Divórcio Extrajudicial e a partilha de imóveis: o que você precisa saber
O divórcio consensual em cartório é rápido e discreto — mas a partilha de bens imóveis exige cuidado técnico. Entenda o passo a passo.

O que é divórcio extrajudicial
O divórcio extrajudicial é feito por escritura pública em Tabelionato de Notas, sem processo judicial. Foi instituído pela Lei 11.441/2007 e é regulado pela Resolução 35/2007 do CNJ. Depois da EC 66/2010, o divórcio dispensa qualquer prazo de separação prévia.
Para valer no cartório, três requisitos:
- Consenso total do casal sobre todos os pontos: divórcio, partilha, nome, pensão entre cônjuges.
- Inexistência de filhos menores ou incapazes, salvo se as questões desses filhos (guarda, visita, alimentos) já estiverem resolvidas em juízo (Provimento 149/2023 do CNJ).
- Assistência obrigatória por advogado.
Presentes os requisitos, o divórcio é lavrado em uma única sessão. A escritura já serve para averbar na certidão de casamento, alterar registro de imóveis e resolver a partilha.

Exemplo prático — partilha de imóveis
Caso simulado — Roberto e Camila, casados desde 2012 em comunhão parcial de bens, sem filhos. Patrimônio adquirido no casamento:
- Apartamento em Cabo Branco (valor: R$ 620 mil, quitado)
- Sala comercial no Centro (valor: R$ 180 mil, financiada com saldo devedor de R$ 45 mil)
- Automóvel (R$ 60 mil, financiado com R$ 12 mil restantes)
- Aplicações financeiras (R$ 90 mil)
Regime é comunhão parcial: 50% para cada.
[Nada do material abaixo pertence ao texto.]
//! Loan Projection - amortization schedules and long-horizon strategy comparisons
//!
//! This library provides:
//! - Annuity payment calculation and period-by-period amortization schedules
//! - Extra and one-time prepayments with early-payoff detection
//! - Yearly roll-ups of the schedule
//! - Buy-vs-rent style projections with opportunity cost and break-even detection
//! - Refinance analysis and batch scenario runs
//!
//! Every calculation is a pure function of its inputs.

pub mod error;
pub mod rates;
pub mod loan;
pub mod amortization;
pub mod comparison;
pub mod scenario;

// Re-export commonly used types
pub use error::{CalcError, CalcResult};
pub use loan::{ExtraFrequency, LoanTerms};
pub use amortization::{compute_periodic_payment, generate_schedule, PeriodRecord, Schedule, YearSummary};
pub use comparison::{ComparativeProjector, ComparisonResult, CostModel, ProjectionConfig, ProjectionYear};
pub use scenario::{ComparisonScenario, ScenarioRunner};
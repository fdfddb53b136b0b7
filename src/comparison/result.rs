//! Output structures for a two-strategy projection

use serde::{Deserialize, Serialize};

/// Which side of the comparison
#[derive(Debug, Clone, Copy, PartialEq, Eq, Serialize, Deserialize)]
pub enum Strategy {
    A,
    B,
}

impl Strategy {
    pub fn other(&self) -> Strategy {
        match self {
            Strategy::A => Strategy::B,
            Strategy::B => Strategy::A,
        }
    }
}

/// One simulated year
#[derive(Debug, Clone, PartialEq, Serialize, Deserialize)]
pub struct ProjectionYear {
    /// 1-indexed year
    pub year: u32,

    // Cost paid this year, including upfront capital in year 1 and any
    // opportunity cost charged to the strategy
    pub annual_cost_a: f64,
    pub annual_cost_b: f64,

    // Running totals of the annual costs
    pub cumulative_cost_a: f64,
    pub cumulative_cost_b: f64,

    // Equity held at year end
    pub equity_a: f64,
    pub equity_b: f64,

    /// Forgone investment return accrued to date
    pub opportunity_cost: f64,

    /// Strategy the opportunity cost is charged to (None when upfront capital matches)
    pub opportunity_charged_to: Option<Strategy>,

    // Cumulative cost less equity
    pub net_position_a: f64,
    pub net_position_b: f64,
}

impl ProjectionYear {
    /// Strictly cheaper strategy this year, None on a tie
    pub fn cheaper(&self) -> Option<Strategy> {
        if self.net_position_a < self.net_position_b {
            Some(Strategy::A)
        } else if self.net_position_b < self.net_position_a {
            Some(Strategy::B)
        } else {
            None
        }
    }

    /// Net advantage of A over B (positive when A is cheaper)
    pub fn advantage_a(&self) -> f64 {
        self.net_position_b - self.net_position_a
    }
}

/// A change in which strategy is cheaper
#[derive(Debug, Clone, Copy, PartialEq, Eq, Serialize, Deserialize)]
pub struct Crossing {
    pub year: u32,
    /// Strategy that became the cheaper one
    pub now_cheaper: Strategy,
}

/// Scan the years for every change of the cheaper strategy.
/// Ties neither start nor end a lead.
pub fn find_crossings(years: &[ProjectionYear]) -> Vec<Crossing> {
    let mut crossings = Vec::new();
    let mut leader: Option<Strategy> = None;

    for row in years {
        let Some(cheaper) = row.cheaper() else {
            continue;
        };
        match leader {
            None => leader = Some(cheaper),
            Some(current) if current != cheaper => {
                crossings.push(Crossing {
                    year: row.year,
                    now_cheaper: cheaper,
                });
                leader = Some(cheaper);
            }
            Some(_) => {}
        }
    }

    crossings
}

/// Complete comparison of two strategies over the horizon
#[derive(Debug, Clone, PartialEq, Serialize, Deserialize)]
pub struct ComparisonResult {
    pub label_a: String,
    pub label_b: String,

    /// First year the initially more expensive strategy becomes cheaper
    pub break_even_year: Option<u32>,

    /// Strategy that is cheaper from the break-even year
    pub break_even_strategy: Option<Strategy>,

    pub comparison: Vec<ProjectionYear>,
}

impl ComparisonResult {
    pub fn new(label_a: String, label_b: String, comparison: Vec<ProjectionYear>) -> Self {
        // First crossing wins; later re-crossings do not move the break-even year
        let first = find_crossings(&comparison).into_iter().next();
        Self {
            label_a,
            label_b,
            break_even_year: first.map(|c| c.year),
            break_even_strategy: first.map(|c| c.now_cheaper),
            comparison,
        }
    }

    /// Every year the cheaper strategy changed, including re-crossings
    pub fn crossings(&self) -> Vec<Crossing> {
        find_crossings(&self.comparison)
    }

    pub fn final_year(&self) -> Option<&ProjectionYear> {
        self.comparison.last()
    }

    pub fn label(&self, strategy: Strategy) -> &str {
        match strategy {
            Strategy::A => &self.label_a,
            Strategy::B => &self.label_b,
        }
    }
}

#[cfg(test)]
mod tests {
    use super::*;

    fn row(year: u32, net_a: f64, net_b: f64) -> ProjectionYear {
        ProjectionYear {
            year,
            annual_cost_a: 0.0,
            annual_cost_b: 0.0,
            cumulative_cost_a: net_a,
            cumulative_cost_b: net_b,
            equity_a: 0.0,
            equity_b: 0.0,
            opportunity_cost: 0.0,
            opportunity_charged_to: None,
            net_position_a: net_a,
            net_position_b: net_b,
        }
    }

    #[test]
    fn test_first_crossing_wins() {
        let years = vec![
            row(1, 10.0, 5.0),
            row(2, 10.0, 12.0),
            row(3, 20.0, 12.0),
            row(4, 20.0, 25.0),
        ];
        let result = ComparisonResult::new("a".into(), "b".into(), years);

        assert_eq!(result.break_even_year, Some(2));
        assert_eq!(result.break_even_strategy, Some(Strategy::A));
        assert_eq!(result.crossings().len(), 3);
        assert_eq!(result.crossings()[1], Crossing { year: 3, now_cheaper: Strategy::B });
    }

    #[test]
    fn test_ties_do_not_cross() {
        let years = vec![row(1, 5.0, 5.0), row(2, 6.0, 7.0), row(3, 7.0, 7.0), row(4, 8.0, 9.0)];
        let result = ComparisonResult::new("a".into(), "b".into(), years);

        assert_eq!(result.break_even_year, None);
        assert!(result.crossings().is_empty());
    }

    #[test]
    fn test_strategy_helpers() {
        assert_eq!(Strategy::A.other(), Strategy::B);
        let r = row(1, 3.0, 5.0);
        assert_eq!(r.cheaper(), Some(Strategy::A));
        assert_eq!(r.advantage_a(), 2.0);
    }
}
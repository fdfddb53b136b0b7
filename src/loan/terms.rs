//! Loan term structures consumed by the amortization engine

use chrono::{Months, NaiveDate};
use serde::{Deserialize, Serialize};
use std::fmt;
use std::str::FromStr;

use crate::error::{ensure_non_negative, ensure_positive, CalcError, CalcResult};
use crate::rates::{periodic_rate, MAX_TERM_PERIODS, PERIODS_PER_YEAR};

/// How often the recurring extra payment is made
#[derive(Debug, Clone, Copy, PartialEq, Eq, Default, Serialize, Deserialize)]
#[serde(rename_all = "lowercase")]
pub enum ExtraFrequency {
    /// No recurring extra payment
    #[default]
    None,
    /// Every period
    Monthly,
    /// Every 3rd period
    Quarterly,
    /// Every 12th period
    Yearly,
}

impl ExtraFrequency {
    /// Number of periods between extra payments, None when disabled
    pub fn interval(&self) -> Option<u32> {
        match self {
            ExtraFrequency::None => None,
            ExtraFrequency::Monthly => Some(1),
            ExtraFrequency::Quarterly => Some(3),
            ExtraFrequency::Yearly => Some(PERIODS_PER_YEAR),
        }
    }

    /// Whether the extra payment falls on this 1-indexed period
    pub fn applies_to(&self, period: u32) -> bool {
        match self.interval() {
            Some(interval) => period % interval == 0,
            None => false,
        }
    }
}

impl FromStr for ExtraFrequency {
    type Err = String;

    fn from_str(s: &str) -> Result<Self, Self::Err> {
        match s.trim().to_ascii_lowercase().as_str() {
            "" | "none" => Ok(ExtraFrequency::None),
            "monthly" => Ok(ExtraFrequency::Monthly),
            "quarterly" => Ok(ExtraFrequency::Quarterly),
            "yearly" | "annual" | "annually" => Ok(ExtraFrequency::Yearly),
            other => Err(format!("Unknown extra payment frequency: {}", other)),
        }
    }
}

impl fmt::Display for ExtraFrequency {
    fn fmt(&self, f: &mut fmt::Formatter<'_>) -> fmt::Result {
        let name = match self {
            ExtraFrequency::None => "none",
            ExtraFrequency::Monthly => "monthly",
            ExtraFrequency::Quarterly => "quarterly",
            ExtraFrequency::Yearly => "yearly",
        };
        f.write_str(name)
    }
}

/// One-time prepayment made on a specific period
#[derive(Debug, Clone, Copy, PartialEq, Serialize, Deserialize)]
pub struct LumpSum {
    /// 1-indexed period the prepayment is made on
    pub period: u32,
    pub amount: f64,
}

/// Immutable loan inputs for a single calculation
#[derive(Debug, Clone, PartialEq, Serialize, Deserialize)]
pub struct LoanTerms {
    /// Amount borrowed
    pub principal: f64,

    /// Nominal annual interest rate in percent (6.0 == 6%)
    pub annual_rate_pct: f64,

    /// Term length in monthly periods
    pub term_periods: u32,

    /// Recurring extra principal payment
    #[serde(default)]
    pub extra_payment: f64,

    #[serde(default)]
    pub extra_frequency: ExtraFrequency,

    /// One-time prepayments on top of the recurring extra
    #[serde(default)]
    pub lump_sums: Vec<LumpSum>,

    /// Loan start date; period p is dated p months after this
    #[serde(default)]
    pub start_date: Option<NaiveDate>,
}

impl LoanTerms {
    /// Plain annuity loan with no extra payments
    pub fn new(principal: f64, annual_rate_pct: f64, term_periods: u32) -> Self {
        Self {
            principal,
            annual_rate_pct,
            term_periods,
            extra_payment: 0.0,
            extra_frequency: ExtraFrequency::None,
            lump_sums: Vec::new(),
            start_date: None,
        }
    }

    /// Loan with the term given in years
    ///
    /// Terms too long to count in periods saturate and are rejected by `validate`.
    pub fn from_years(principal: f64, annual_rate_pct: f64, years: u32) -> Self {
        Self::new(principal, annual_rate_pct, years.saturating_mul(PERIODS_PER_YEAR))
    }

    /// Add a recurring extra payment
    pub fn with_extra(mut self, amount: f64, frequency: ExtraFrequency) -> Self {
        self.extra_payment = amount;
        self.extra_frequency = frequency;
        self
    }

    /// Add a one-time prepayment
    pub fn with_lump_sum(mut self, period: u32, amount: f64) -> Self {
        self.lump_sums.push(LumpSum { period, amount });
        self
    }

    /// Set the start date used to date each period
    pub fn starting(mut self, date: NaiveDate) -> Self {
        self.start_date = Some(date);
        self
    }

    /// Same loan with every extra and lump-sum payment removed
    pub fn without_extras(&self) -> Self {
        Self {
            extra_payment: 0.0,
            extra_frequency: ExtraFrequency::None,
            lump_sums: Vec::new(),
            ..self.clone()
        }
    }

    /// Periodic (monthly) decimal rate
    pub fn periodic_rate(&self) -> f64 {
        periodic_rate(self.annual_rate_pct)
    }

    /// Whether any extra principal is configured
    pub fn has_extras(&self) -> bool {
        (self.extra_payment > 0.0 && self.extra_frequency != ExtraFrequency::None)
            || self.lump_sums.iter().any(|l| l.amount > 0.0)
    }

    /// Configured extra principal for a 1-indexed period, before clamping
    pub fn extra_for_period(&self, period: u32) -> f64 {
        let recurring = if self.extra_frequency.applies_to(period) {
            self.extra_payment
        } else {
            0.0
        };
        let lump: f64 = self
            .lump_sums
            .iter()
            .filter(|l| l.period == period)
            .map(|l| l.amount)
            .sum();
        recurring + lump
    }

    /// Calendar date of a 1-indexed period, if a start date was given
    pub fn period_date(&self, period: u32) -> Option<NaiveDate> {
        self.start_date
            .and_then(|start| start.checked_add_months(Months::new(period)))
    }

    /// Check the terms the engine relies on
    pub fn validate(&self) -> CalcResult<()> {
        ensure_positive("principal", self.principal)?;
        ensure_non_negative("annual_rate_pct", self.annual_rate_pct)?;
        if self.term_periods == 0 {
            return Err(CalcError::invalid("term_periods", "must be at least 1"));
        }
        if self.term_periods > MAX_TERM_PERIODS {
            return Err(CalcError::invalid(
                "term_periods",
                format!("must be at most {}, got {}", MAX_TERM_PERIODS, self.term_periods),
            ));
        }
        ensure_non_negative("extra_payment", self.extra_payment)?;
        for lump in &self.lump_sums {
            ensure_non_negative("lump_sums.amount", lump.amount)?;
            if lump.period == 0 {
                return Err(CalcError::invalid("lump_sums.period", "periods are 1-indexed"));
            }
        }
        Ok(())
    }
}

#[cfg(test)]
mod tests {
    use super::*;

    #[test]
    fn test_frequency_rule() {
        assert!(ExtraFrequency::Monthly.applies_to(1));
        assert!(!ExtraFrequency::Quarterly.applies_to(2));
        assert!(ExtraFrequency::Quarterly.applies_to(3));
        assert!(ExtraFrequency::Quarterly.applies_to(6));
        assert!(!ExtraFrequency::Yearly.applies_to(11));
        assert!(ExtraFrequency::Yearly.applies_to(24));
        assert!(!ExtraFrequency::None.applies_to(12));
    }

    #[test]
    fn test_frequency_parse() {
        assert_eq!("Quarterly".parse::<ExtraFrequency>(), Ok(ExtraFrequency::Quarterly));
        assert_eq!("".parse::<ExtraFrequency>(), Ok(ExtraFrequency::None));
        assert!("fortnightly".parse::<ExtraFrequency>().is_err());
    }

    #[test]
    fn test_extra_for_period_combines_lump_sums() {
        let terms = LoanTerms::new(10_000.0, 5.0, 24)
            .with_extra(50.0, ExtraFrequency::Quarterly)
            .with_lump_sum(6, 1_000.0);

        assert_eq!(terms.extra_for_period(1), 0.0);
        assert_eq!(terms.extra_for_period(3), 50.0);
        assert_eq!(terms.extra_for_period(6), 1_050.0);
        assert!(terms.has_extras());
        assert!(!terms.without_extras().has_extras());
    }

    #[test]
    fn test_validate_rejects_bad_terms() {
        assert!(LoanTerms::new(0.0, 5.0, 12).validate().is_err());
        assert!(LoanTerms::new(1000.0, -1.0, 12).validate().is_err());
        assert!(LoanTerms::new(1000.0, 5.0, 0).validate().is_err());
        assert!(LoanTerms::new(f64::NAN, 5.0, 12).validate().is_err());
        assert!(LoanTerms::new(1000.0, 5.0, 12).with_lump_sum(0, 10.0).validate().is_err());
        assert!(LoanTerms::new(1000.0, 0.0, 12).validate().is_ok());
    }

    #[test]
    fn test_validate_bounds_term_length() {
        assert!(LoanTerms::new(1000.0, 5.0, 1200).validate().is_ok());
        assert!(LoanTerms::new(1000.0, 5.0, 1201).validate().is_err());
        assert!(LoanTerms::new(1000.0, 5.0, u32::MAX).validate().is_err());

        // Year counts that overflow saturate instead of wrapping
        let huge = LoanTerms::from_years(1000.0, 5.0, 400_000_000);
        assert_eq!(huge.term_periods, u32::MAX);
        assert!(huge.validate().is_err());
    }

    #[test]
    fn test_period_date() {
        let start = NaiveDate::from_ymd_opt(2024, 1, 31).unwrap();
        let terms = LoanTerms::new(1000.0, 5.0, 12).starting(start);

        // Month arithmetic clamps to the last day of shorter months
        assert_eq!(terms.period_date(1), NaiveDate::from_ymd_opt(2024, 2, 29));
        assert_eq!(terms.period_date(12), NaiveDate::from_ymd_opt(2025, 1, 31));
        assert_eq!(LoanTerms::new(1000.0, 5.0, 12).period_date(1), None);
    }
}
//! Schedule output structures: per-period ledger, yearly roll-up and totals

use chrono::NaiveDate;
use serde::{Deserialize, Serialize};

use crate::rates::round_currency;

/// One row of the schedule
#[derive(Debug, Clone, PartialEq, Serialize, Deserialize)]
pub struct PeriodRecord {
    /// 1-indexed period
    pub period: u32,
    /// Year bucket (ceil(period / 12))
    pub year: u32,
    /// Payment date, when the loan has a start date
    pub date: Option<NaiveDate>,
    pub interest: f64,
    pub scheduled_principal: f64,
    pub extra: f64,
    /// interest + scheduled_principal + extra
    pub total_paid: f64,
    pub ending_balance: f64,
}

impl PeriodRecord {
    /// Principal retired this period, scheduled plus extra
    pub fn principal_paid(&self) -> f64 {
        self.scheduled_principal + self.extra
    }

    /// Copy with every money field rounded to cents, for display
    pub fn rounded(&self) -> Self {
        Self {
            interest: round_currency(self.interest),
            scheduled_principal: round_currency(self.scheduled_principal),
            extra: round_currency(self.extra),
            total_paid: round_currency(self.total_paid),
            ending_balance: round_currency(self.ending_balance),
            ..self.clone()
        }
    }
}

/// Aggregate of the periods falling in one 12-period bucket
#[derive(Debug, Clone, PartialEq, Serialize, Deserialize)]
pub struct YearSummary {
    /// 1-indexed year bucket
    pub year: u32,
    pub interest: f64,
    pub scheduled_principal: f64,
    pub extra: f64,
    pub total_paid: f64,
    /// Ending balance of the last period in the bucket
    pub ending_balance: f64,
    /// Cumulative principal retired as a percentage of the original principal
    pub loan_paid_to_date: f64,
}

impl YearSummary {
    fn empty(year: u32) -> Self {
        Self {
            year,
            interest: 0.0,
            scheduled_principal: 0.0,
            extra: 0.0,
            total_paid: 0.0,
            ending_balance: 0.0,
            loan_paid_to_date: 0.0,
        }
    }
}

/// Roll period records up into year buckets.
/// Records must be in period order.
pub fn summarize_years(periods: &[PeriodRecord], original_principal: f64) -> Vec<YearSummary> {
    let mut years: Vec<YearSummary> = Vec::new();

    for record in periods {
        if years.last().map(|y| y.year) != Some(record.year) {
            years.push(YearSummary::empty(record.year));
        }
        if let Some(summary) = years.last_mut() {
            summary.interest += record.interest;
            summary.scheduled_principal += record.scheduled_principal;
            summary.extra += record.extra;
            summary.total_paid += record.total_paid;
            summary.ending_balance = record.ending_balance;
            // Derived from the balance so full payoff lands on exactly 100
            summary.loan_paid_to_date =
                (original_principal - record.ending_balance) / original_principal * 100.0;
        }
    }

    years
}

/// Whole-schedule totals
#[derive(Debug, Clone, PartialEq, Default, Serialize, Deserialize)]
pub struct ScheduleTotals {
    /// Level annuity payment before any extra
    pub periodic_payment: f64,
    /// Periods actually elapsed (shorter than the term on early payoff)
    pub num_periods: u32,
    pub total_interest: f64,
    pub total_scheduled_principal: f64,
    pub total_extra: f64,
    pub total_paid: f64,
    pub payoff_date: Option<NaiveDate>,
}

/// Complete amortization result
#[derive(Debug, Clone, PartialEq, Default, Serialize, Deserialize)]
pub struct Schedule {
    pub periods: Vec<PeriodRecord>,
    pub years: Vec<YearSummary>,
    pub totals: ScheduleTotals,
}

impl Schedule {
    /// The "no result" schedule returned for invalid input
    pub fn empty() -> Self {
        Self::default()
    }

    pub fn is_empty(&self) -> bool {
        self.periods.is_empty()
    }

    /// Period on which the balance reached zero
    pub fn payoff_period(&self) -> Option<u32> {
        self.periods
            .last()
            .filter(|r| r.ending_balance == 0.0)
            .map(|r| r.period)
    }

    /// Outstanding balance after `periods` payments (0 = original principal)
    pub fn balance_after(&self, periods: u32, original_principal: f64) -> f64 {
        if periods == 0 {
            return original_principal;
        }
        match self.periods.get(periods as usize - 1) {
            Some(record) => record.ending_balance,
            None => self.periods.last().map(|r| r.ending_balance).unwrap_or(original_principal),
        }
    }

    /// Summary for a 1-indexed year bucket, None once the loan is gone
    pub fn year(&self, year: u32) -> Option<&YearSummary> {
        self.years.iter().find(|y| y.year == year)
    }
}

/// Effect of extra payments versus the same loan without them
#[derive(Debug, Clone, PartialEq, Serialize, Deserialize)]
pub struct PrepaymentSavings {
    pub baseline_periods: u32,
    pub accelerated_periods: u32,
    pub periods_saved: u32,
    pub baseline_interest: f64,
    pub accelerated_interest: f64,
    pub interest_saved: f64,
}

#[cfg(test)]
mod tests {
    use super::*;

    fn record(period: u32, interest: f64, principal: f64, ending_balance: f64) -> PeriodRecord {
        PeriodRecord {
            period,
            year: crate::rates::year_of_period(period),
            date: None,
            interest,
            scheduled_principal: principal,
            extra: 0.0,
            total_paid: interest + principal,
            ending_balance,
        }
    }

    #[test]
    fn test_summarize_years_buckets_by_twelve() {
        let mut balance = 1300.0;
        let periods: Vec<_> = (1..=13)
            .map(|p| {
                balance -= 100.0;
                record(p, 1.0, 100.0, balance)
            })
            .collect();

        let years = summarize_years(&periods, 1300.0);

        assert_eq!(years.len(), 2);
        assert_eq!(years[0].year, 1);
        assert!((years[0].interest - 12.0).abs() < 1e-9);
        assert!((years[0].scheduled_principal - 1200.0).abs() < 1e-9);
        assert!((years[0].ending_balance - 100.0).abs() < 1e-9);
        assert!((years[1].total_paid - 101.0).abs() < 1e-9);
        assert_eq!(years[1].loan_paid_to_date, 100.0);
    }

    #[test]
    fn test_empty_schedule() {
        let schedule = Schedule::empty();
        assert!(schedule.is_empty());
        assert_eq!(schedule.payoff_period(), None);
        assert_eq!(schedule.balance_after(5, 1000.0), 1000.0);
        assert!(schedule.year(1).is_none());
    }

    #[test]
    fn test_rounded_record() {
        let r = record(1, 4.16666, 39.7012, 960.2988).rounded();
        assert_eq!(r.interest, 4.17);
        assert_eq!(r.scheduled_principal, 39.70);
        assert_eq!(r.ending_balance, 960.30);
    }
}
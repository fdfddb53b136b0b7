//! Error types shared by the amortization engine and the projector

use thiserror::Error;

#[derive(Error, Debug)]
pub enum CalcError {
    #[error("Invalid input: {field} - {reason}")]
    InvalidInput { field: String, reason: String },

    #[error("Degenerate projection: {0}")]
    DegenerateProjection(String),

    #[error("CSV error: {0}")]
    Csv(#[from] csv::Error),

    #[error("I/O error: {0}")]
    Io(#[from] std::io::Error),

    #[error("Serialization error: {0}")]
    Json(#[from] serde_json::Error),
}

impl CalcError {
    pub fn invalid(field: &str, reason: impl Into<String>) -> Self {
        CalcError::InvalidInput {
            field: field.to_string(),
            reason: reason.into(),
        }
    }
}

pub type CalcResult<T> = Result<T, CalcError>;

/// Reject NaN/infinite values and anything at or below zero
pub fn ensure_positive(field: &str, value: f64) -> CalcResult<()> {
    if !value.is_finite() {
        return Err(CalcError::invalid(field, "must be a finite number"));
    }
    if value <= 0.0 {
        return Err(CalcError::invalid(field, format!("must be positive, got {}", value)));
    }
    Ok(())
}

/// Reject NaN/infinite values and negatives (zero is allowed)
pub fn ensure_non_negative(field: &str, value: f64) -> CalcResult<()> {
    if !value.is_finite() {
        return Err(CalcError::invalid(field, "must be a finite number"));
    }
    if value < 0.0 {
        return Err(CalcError::invalid(field, format!("must not be negative, got {}", value)));
    }
    Ok(())
}
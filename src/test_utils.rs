use crate::db::{self, DbPool};
use crate::dto::CreateRestraintDto;
use crate::run_migrations;
use proptest::prelude::*;
use std::sync::Arc;

/// Sets up a test database with migrations applied
///
/// ### Returns
///
/// An Arc-wrapped database connection pool connected to a fresh in-memory database
pub fn setup_test_db() -> Arc<DbPool> {
    // Plain ":memory:" gives each pooled connection its own database, so
    // migrations would not be visible on the others. A uniquely named
    // shared-cache database is shared by the pool and isolated per test.
    let unique_id = uuid::Uuid::new_v4();
    let database_url = format!("file:test_{}?mode=memory&cache=shared", unique_id);
    let pool = db::init_pool(&database_url).expect("Failed to create pool");

    let mut conn = pool.get().expect("Failed to get connection");
    run_migrations(&mut conn).expect("Failed to run migrations");

    Arc::new(pool)
}

/// Builds a restraint payload with the numbers used throughout the tests
pub fn restraint_payload(user_id: Option<&str>, name: &str) -> CreateRestraintDto {
    CreateRestraintDto {
        user_id: user_id.map(str::to_string),
        name: name.to_string(),
        level: 1,
        cost: "3k".to_string(),
        coin_min: 10.0,
        icon: "icon.png".to_string(),
        quote: "Keep going.".to_string(),
    }
}

/// Generates a cost string of whole thousands, in either suffix case
pub fn arb_cost() -> impl Strategy<Value = String> {
    (1u32..10_000, prop::bool::ANY).prop_map(|(thousands, upper)| {
        format!("{}{}", thousands, if upper { "K" } else { "k" })
    })
}

/// Generates a per-minute rate in whole tenths, from 0.1 to 1000.0
pub fn arb_coin_min() -> impl Strategy<Value = f64> {
    (1u32..=10_000).prop_map(|tenths| f64::from(tenths) / 10.0)
}

/// Generates an arbitrary restraint payload with an owner
pub fn arb_restraint_payload() -> impl Strategy<Value = CreateRestraintDto> {
    (
        "[a-zA-Z ]{1,24}",
        0i32..100,
        arb_cost(),
        arb_coin_min(),
        "\\PC{0,16}",
        "\\PC{0,64}",
    )
        .prop_map(|(name, level, cost, coin_min, icon, quote)| CreateRestraintDto {
            user_id: Some(uuid::Uuid::new_v4().to_string()),
            name,
            level,
            cost,
            coin_min,
            icon,
            quote,
        })
}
Combinaram amigavelmente:
- Camila fica com o apartamento e paga R$ 90 mil de "torna" a Roberto (para equilibrar).
- Roberto fica com a sala comercial e o carro, assumindo os financiamentos.
- Aplicações rateadas em 50% cada.
Passos:
- Advogado redigiu minuta da escritura pública com o rol de bens, valores e forma de partilha.
- Recolhimento do ITBI de 2% sobre o excedente da meação de Camila (art. 156 CTN — quando um cônjuge fica com bem de maior valor).
- Anuência do banco financiador da sala e do carro (assinou termo aceitando a assunção de dívida por Roberto).
- Assinatura da escritura em tabelião. Averbação na certidão de casamento e transferência dos imóveis nas matrículas.
Tempo total: 28 dias. Custo total: cerca de R$ 8.200 (cartório + ITBI + honorários), contra R$ 25 mil e 18 meses de um divórcio judicial litigioso.

Passo a passo da partilha
- Levantar o patrimônio adquirido durante o casamento (bens e dívidas).
- Definir o regime aplicável (comunhão parcial, universal, separação total, participação final nos aquestos).
- Avaliar bens por preço de mercado — evita conflito depois.
- Decidir quem fica com o quê e, se houver desequilíbrio, prever a torna (compensação em dinheiro).
- Verificar dívidas comuns e definir quem assume — com anuência do credor quando for financiamento.
- Calcular ITBI/ITCMD devidos: partilha igualitária normalmente não gera imposto; excedente pode gerar ITBI (quando oneroso) ou ITCMD (quando doação).
- Redigir a escritura pública com o rol de bens, valores e destinação.
- Lavratura e averbação no cartório de casamento e nos registros dos imóveis.

Perguntas frequentes
Podemos divorciar sem partilhar agora? Sim. É comum divorciar primeiro e partilhar depois (sobrepartilha ou partilha posterior). Só cuidado com prazos e valorização dos bens.
E os filhos menores? Se a guarda, visita e pensão estão homologadas em juízo, o divórcio pode ir ao cartório (Provimento 149/2023 do CNJ). Caso contrário, é judicial.
Preciso avaliar os bens por engenheiro? Não é obrigatório para o cartório, mas é altamente recomendável nos imóveis de maior valor, para evitar arrependimento e futuras discussões.
E se um dos cônjuges morar fora? Pode assinar por procuração pública com poderes específicos.
Quando procurar um advogado
Divórcio consensual não significa dispensar advogado — pelo contrário, a assistência é obrigatória e é ele quem estrutura a partilha para que ninguém saia prejudicado. Vale conversar antes de assinar qualquer minuta.